As of Wednesday, a decision on the state's request hasn't been announced.

UAMS is also the largest public employer in the state with more than 10,000 workers throughout multiple campuses and sites. It educates 3,000 students a year and oversees seven specialty institutes, including those in cancer, aging and psychiatric research.

On Wednesday, University of Arkansas System President Donald Bobbitt -- who recommended Patterson's hire nearly two weeks ago -- said he was excited about Patterson.

"As you know, both his record as an M.D., but also his business experience, I think, is going to be very helpful as we work our way through these very complex waters right now in terms of how we deliver and pay for health care in the state of Arkansas," he said.

UA board members lauded Bobbitt for luring the new chancellor, particularly after two finalists in a first round had both withdrawn from the race.

He is replacing Dr. Dan Rahn, 67, who retired in July after eight years at UAMS' helm. Rahn earned an annual salary of $630,000, along with $270,000 in annual deferred compensation which was paid for by the UAMS Foundation.

Stephanie Gardner, 53, who was the second finalist in the second round, has been serving as interim chancellor, in addition to her role as senior vice chancellor for academic affairs and provost at UAMS.

"We were very fortunate that Dr. Gardner was a candidate and Dr. Patterson as well," said UA board Chairman Ben Hyneman of Jonesboro. "Stephanie has done a great job there working with Dr. Rahn. We just couldn't go wrong, and Dr. Bobbitt's recommendation to the board was very well received."

Hyneman said it was "beneficial" that Patterson had "some exposure" to dealing with finances at a large institution.

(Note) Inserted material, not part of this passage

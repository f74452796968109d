//! 记忆层：研究会话的消息日志

pub mod conversation;

pub use conversation::{buffer_string, joined_user_text, Message, Role, ToolCall};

"I would say that I was just impressed with listening to him and his ideas and things he's been exposed to in the past that would transition to UAMS in beneficial ways," he said. "I think he welcomes the challenge and the opportunity that he has to be impactful to the health of the citizens of Arkansas."

He added: "We're excited about Dr. Patterson coming and getting started. We're in good hands until he does get here."

Patterson will make the move to Arkansas with his wife, Dr. Kris Patterson, who is a specialist in infectious diseases, and his three children -- a 15-year-old daughter, a 13-year-old daughter and an 11-year-old son. A native Alabamian -- "Roll Tide," he added -- Patterson is enthusiastic to become a Razorback, too, he said.

To help maintain a work-life balance, Patterson fly-fishes -- and is looking forward to doing so on the White River -- scuba dives with his oldest daughter and loves music, listening and playing. He plays guitar and sings for an "eclectic" band The Jake Brakes, based in Larchmont, N.Y., though he said they likely will not come with him. And he said, once he's settled down, he is open to getting together with "like-minded musicians" here, offering up his "B-plus" guitar skills.

Patterson said he was attracted to the UAMS position because of the opportunity to provide "great care and education research" within a state that actively supports the academic medical center's mission, he said.

"I think UAMS is a school with tremendous history," he said, "and I am looking forward to playing a role in the future of UAMS."